Sterling fell as much as 1.6 percent against the US dollar to hit a two-week low just above $ 1.32, before picking up later in the day, leaving it 0.8 percent lower at 1.33 $ late afternoon in London.
Those briefed on the talks said negotiators on Monday sought to tackle deeply rooted divisions on fishing rights in UK waters and a ‘level playing field’ for businesses.
On fisheries, one of the issues raised in Monday’s talks was the UK’s continued resistance to ensuring European vessels’ access to its waters 6 to 12 nautical miles from the coast, as well as the length of a transition period covering more remote fishing areas.
The level playing field fractures revolve around the EU’s determination to secure swift remedies against the UK if it seeks an unfair competitive advantage through the use of subsidies or environmental regulation and weaker work.
Earlier on Monday, Mr Johnson tried to lift the gloom over the talks in offer to discard Controversial non-compliance clauses in UK Northern Ireland law.

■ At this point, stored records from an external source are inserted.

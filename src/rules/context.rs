//! Per-turn context threaded through every validator rule.

use super::error::MoveError;
use crate::core::PlayerId;
use crate::game::TurnState;

/// Who is moving and what they still may do this turn.
#[derive(Clone, Copy, Debug, PartialEq, Eq)]
pub struct TurnContext {
    /// The mover.
    pub player: PlayerId,
    /// Buy/Deed/Sell slots left.
    pub card_actions_left: u8,
    /// Forced choices the mover has not resolved yet.
    pub pending_choices: usize,
    /// Index of the sub-action being checked.
    pub index: usize,
    /// Is it the final sub-action of the move?
    pub is_last: bool,
}

impl TurnContext {
    /// Context at the start of `state.current`'s turn.
    #[must_use]
    pub fn start(state: &TurnState, card_actions: u8) -> Self {
        Self {
            player: state.current,
            card_actions_left: card_actions,
            pending_choices: state.choices_for(state.current).count(),
            index: 0,
            is_last: false,
        }
    }

    /// Point the context at sub-action `index` of `len`.
    pub fn at(&mut self, index: usize, len: usize) {
        self.index = index;
        self.is_last = index + 1 == len;
    }

    /// Fail unless a card-action slot is free.
    pub fn require_card_action(&self) -> Result<(), MoveError> {
        if self.card_actions_left == 0 {
            Err(MoveError::ActionBudgetExceeded)
        } else {
            Ok(())
        }
    }

    /// Use up a card-action slot.
    pub fn spend_card_action(&mut self) -> Result<(), MoveError> {
        self.require_card_action()?;
        self.card_actions_left -= 1;
        Ok(())
    }

    /// Has the turn used everything it must?
    ///
    /// An empty hand leaves nothing to spend slots on.
    #[must_use]
    pub fn is_exhausted(&self, hand_empty: bool) -> bool {
        self.pending_choices == 0 && (self.card_actions_left == 0 || hand_empty)
    }
}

Mr Johnson said if the two sides came to an agreement on how the NI Protocol, which is part of the UK’s withdrawal agreement from the EU, would work, the contentious clauses would not be necessary.
Although well received in Brussels, an EU diplomat said the decision was up to the UK “trying to use rogue behavior as leverage”.
Mr Johnson had insisted on UK Home Market Bill clauses as a ‘safety net’ to ensure the free movement of goods between the UK and Northern Ireland in case London and Brussels cannot agree on how to apply last year’s agreement and trade negotiations failed.
Ministers admitted the clauses would allow ministers to violate international law, since the legislation would trump Britain’s withdrawal treaty with the EU; since then the issue has hampered trade negotiations.